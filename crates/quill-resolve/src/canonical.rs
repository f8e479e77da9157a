//! Path/URI canonicalization.
//!
//! Normalizes the two historically-supported slash conventions
//! (`scheme://rest` and `scheme:///rest`) to one internal form, strips and
//! collapses slashes, percent-decodes, and rejects traversal and
//! authority-looking inputs. Bare strings with no scheme are direct paths.
//!
//! Idempotent for canonical output: decoding happens once, and a decoded
//! path that still contains a decodable percent triple (a double-encoded
//! input) is rejected, so canonical output never decodes further.

use crate::error::{ResolveError, ResolveResult};

/// A canonicalized address: optional scheme plus cleaned relative path.
#[derive(Debug, Clone, PartialEq, Eq)]
pub struct CanonicalAddress {
    /// Lower-cased scheme, if the address carried one.
    pub scheme: Option<String>,
    /// Cleaned relative path (no leading/trailing slashes, percent-decoded).
    pub path: String,
    /// Whether the raw address addressed a directory (trailing slash).
    pub directory_hint: bool,
}

/// Schemes we recognize and refuse to serve. Anything else unknown is left
/// for the extension registry to claim.
const REJECTED_SCHEMES: &[&str] = &["http", "https", "file", "ftp", "mailto"];

fn valid_scheme(s: &str) -> bool {
    let mut chars = s.chars();
    matches!(chars.next(), Some(c) if c.is_ascii_alphabetic())
        && chars.all(|c| c.is_ascii_alphanumeric() || matches!(c, '+' | '-' | '.'))
}

fn hex(b: u8) -> Option<u8> {
    match b {
        b'0'..=b'9' => Some(b.wrapping_sub(b'0')),
        b'a'..=b'f' => Some(b.wrapping_sub(b'a').wrapping_add(10)),
        b'A'..=b'F' => Some(b.wrapping_sub(b'A').wrapping_add(10)),
        _ => None,
    }
}

/// Whether `text` contains a `%xx` triple that [`percent_decode`] would
/// decode.
fn has_decodable_triple(text: &str) -> bool {
    let bytes = text.as_bytes();
    bytes.iter().enumerate().any(|(i, &b)| {
        b == b'%'
            && matches!(
                (bytes.get(i.wrapping_add(1)), bytes.get(i.wrapping_add(2))),
                (Some(&hi), Some(&lo)) if hex(hi).is_some() && hex(lo).is_some()
            )
    })
}

/// Decode percent triples. Strict on malformed UTF-8; a `%` not followed by
/// two hex digits is kept literal (filenames may legitimately contain `%`).
/// A decoded path that still contains a decodable triple was double-encoded,
/// which would break one-pass canonicalization, so it is rejected.
fn percent_decode(raw: &str, address: &str) -> ResolveResult<String> {
    let bytes = raw.as_bytes();
    let mut out: Vec<u8> = Vec::with_capacity(bytes.len());
    let mut i = 0usize;
    while i < bytes.len() {
        if bytes[i] == b'%' {
            if let (Some(&hi), Some(&lo)) = (
                bytes.get(i.wrapping_add(1)),
                bytes.get(i.wrapping_add(2)),
            ) {
                if let (Some(hi), Some(lo)) = (hex(hi), hex(lo)) {
                    out.push(hi.wrapping_shl(4) | lo);
                    i = i.wrapping_add(3);
                    continue;
                }
            }
        }
        out.push(bytes[i]);
        i = i.wrapping_add(1);
    }

    let decoded = String::from_utf8(out)
        .map_err(|_| ResolveError::invalid(address, "percent sequence decodes to invalid UTF-8"))?;
    if has_decodable_triple(&decoded) {
        return Err(ResolveError::invalid(
            address,
            "double-encoded percent sequence",
        ));
    }
    Ok(decoded)
}

/// Canonicalize a raw path or URI string.
///
/// # Errors
///
/// - [`ResolveError::UnsupportedScheme`] for recognized web schemes.
/// - [`ResolveError::InvalidAddress`] for empty/malformed schemes,
///   authority-looking first segments (a `user@host` or `host:port` shape
///   almost always means a missing third slash, which would silently
///   truncate the path — fail loudly instead), `..` traversal, and
///   undecodable percent sequences.
pub fn canonicalize(raw: &str) -> ResolveResult<CanonicalAddress> {
    let trimmed = raw.trim();

    let (scheme, rest) = match trimmed.split_once("://") {
        Some((s, rest)) => {
            if s.is_empty() || !valid_scheme(s) {
                return Err(ResolveError::invalid(raw, "malformed scheme"));
            }
            let scheme = s.to_ascii_lowercase();
            if REJECTED_SCHEMES.contains(&scheme.as_str()) {
                return Err(ResolveError::UnsupportedScheme { scheme });
            }
            // Two-slash form: what a strict URI parser would call the
            // authority is really the first path segment. Reject shapes
            // that only make sense as a genuine authority.
            if !rest.starts_with('/') {
                let first = rest.split('/').next().unwrap_or("");
                if first.contains('@') || first.contains(':') {
                    return Err(ResolveError::invalid(
                        raw,
                        "authority component is not supported (did you mean scheme:///path?)",
                    ));
                }
            }
            (Some(scheme), rest)
        }
        None => (None, trimmed),
    };

    let directory_hint = rest.ends_with('/') && !rest.trim_matches('/').is_empty();
    let decoded = percent_decode(rest, raw)?;

    let mut segments = Vec::new();
    for segment in decoded.split('/') {
        match segment {
            "" | "." => {}
            ".." => {
                return Err(ResolveError::invalid(raw, "path traversal is not allowed"));
            }
            s => segments.push(s),
        }
    }

    Ok(CanonicalAddress {
        scheme,
        path: segments.join("/"),
        directory_hint,
    })
}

________

> _EXERCISE REQUIREMENTS_: Retype every line of the data, keeping each one exactly as it is.

> _OUTPUT OF THE TASK_:
filename crates/quill-resolve/src/canonical.rs
repository f8e479e77da9157a
//! Path/URI canonicalization.
//!
//! Normalizes the two historically-supported slash conventions
//! (`scheme://rest` and `scheme:///rest`) to one internal form, strips and
//! collapses slashes, percent-decodes, and rejects traversal and
//! authority-looking inputs. Bare strings with no scheme are direct paths.
//!
//! Idempotent for canonical output: decoding happens once, and a decoded
//! path that still contains a decodable percent triple (a double-encoded
//! input) is rejected, so canonical output never decodes further.

use crate::error::{ResolveError, ResolveResult};

/// A canonicalized address: optional scheme plus cleaned relative path.
#[derive(Debug, Clone, PartialEq, Eq)]
pub struct CanonicalAddress {
    /// Lower-cased scheme, if the address carried one.
    pub scheme: Option<String>,
    /// Cleaned relative path (no leading/trailing slashes, percent-decoded).
    pub path: String,
    /// Whether the raw address addressed a directory (trailing slash).
    pub directory_hint: bool,
}

/// Schemes we recognize and refuse to serve. Anything else unknown is left
/// for the extension registry to claim.
const REJECTED_SCHEMES: &[&str] = &["http", "https", "file", "ftp", "mailto"];

fn valid_scheme(s: &str) -> bool {
    let mut chars = s.chars();
    matches!(chars.next(), Some(c) if c.is_ascii_alphabetic())
        && chars.all(|c| c.is_ascii_alphanumeric() || matches!(c, '+' | '-' | '.'))
}

fn hex(b: u8) -> Option<u8> {
    match b {
        b'0'..=b'9' => Some(b.wrapping_sub(b'0')),
        b'a'..=b'f' => Some(b.wrapping_sub(b'a').wrapping_add(10)),
        b'A'..=b'F' => Some(b.wrapping_sub(b'A').wrapping_add(10)),
        _ => None,
    }
}

/// Whether `text` contains a `%xx` triple that [`percent_decode`] would
/// decode.
fn has_decodable_triple(text: &str) -> bool {
    let bytes = text.as_bytes();
    bytes.iter().enumerate().any(|(i, &b)| {
        b == b'%'
            && matches!(
                (bytes.get(i.wrapping_add(1)), bytes.get(i.wrapping_add(2))),
                (Some(&hi), Some(&lo)) if hex(hi).is_some() && hex(lo).is_some()
            )
    })
}

/// Decode percent triples. Strict on malformed UTF-8; a `%` not followed by
/// two hex digits is kept literal (filenames may legitimately contain `%`).
/// A decoded path that still contains a decodable triple was double-encoded,
/// which would break one-pass canonicalization, so it is rejected.
fn percent_decode(raw: &str, address: &str) -> ResolveResult<String> {
    let bytes = raw.as_bytes();
    let mut out: Vec<u8> = Vec::with_capacity(bytes.len());
    let mut i = 0usize;
    while i < bytes.len() {
        if bytes[i] == b'%' {
            if let (Some(&hi), Some(&lo)) = (
                bytes.get(i.wrapping_add(1)),
                bytes.get(i.wrapping_add(2)),
            ) {
                if let (Some(hi), Some(lo)) = (hex(hi), hex(lo)) {
                    out.push(hi.wrapping_shl(4) | lo);
                    i = i.wrapping_add(3);
                    continue;
                }
            }
        }
        out.push(bytes[i]);
        i = i.wrapping_add(1);
    }

    let decoded = String::from_utf8(out)
        .map_err(|_| ResolveError::invalid(address, "percent sequence decodes to invalid UTF-8"))?;
    if has_decodable_triple(&decoded) {
        return Err(ResolveError::invalid(
            address,
            "double-encoded percent sequence",
        ));
    }
    Ok(decoded)
}

/// Canonicalize a raw path or URI string.
///
/// # Errors
///
/// - [`ResolveError::UnsupportedScheme`] for recognized web schemes.
/// - [`ResolveError::InvalidAddress`] for empty/malformed schemes,
///   authority-looking first segments (a `user@host` or `host:port` shape
///   almost always means a missing third slash, which would silently
///   truncate the path — fail loudly instead), `..` traversal, and
///   undecodable percent sequences.
pub fn canonicalize(raw: &str) -> ResolveResult<CanonicalAddress> {
    let trimmed = raw.trim();

    let (scheme, rest) = match trimmed.split_once("://") {
        Some((s, rest)) => {
            if s.is_empty() || !valid_scheme(s) {
                return Err(ResolveError::invalid(raw, "malformed scheme"));
            }
            let scheme = s.to_ascii_lowercase();
            if REJECTED_SCHEMES.contains(&scheme.as_str()) {
                return Err(ResolveError::UnsupportedScheme { scheme });
            }
            // Two-slash form: what a strict URI parser would call the
            // authority is really the first path segment. Reject shapes
            // that only make sense as a genuine authority.
            if !rest.starts_with('/') {
                let first = rest.split('/').next().unwrap_or("");
                if first.contains('@') || first.contains(':') {
                    return Err(ResolveError::invalid(
                        raw,
                        "authority component is not supported (did you mean scheme:///path?)",
                    ));
                }
            }
            (Some(scheme), rest)
        }
        None => (None, trimmed),
    };

    let directory_hint = rest.ends_with('/') && !rest.trim_matches('/').is_empty();
    let decoded = percent_decode(rest, raw)?;

    let mut segments = Vec::new();
    for segment in decoded.split('/') {
        match segment {
            "" | "." => {}
            ".." => {
                return Err(ResolveError::invalid(raw, "path traversal is not allowed"));
            }
            s => segments.push(s),
        }
    }

    Ok(CanonicalAddress {
        scheme,
        path: segments.join("/"),
        directory_hint,
    })
}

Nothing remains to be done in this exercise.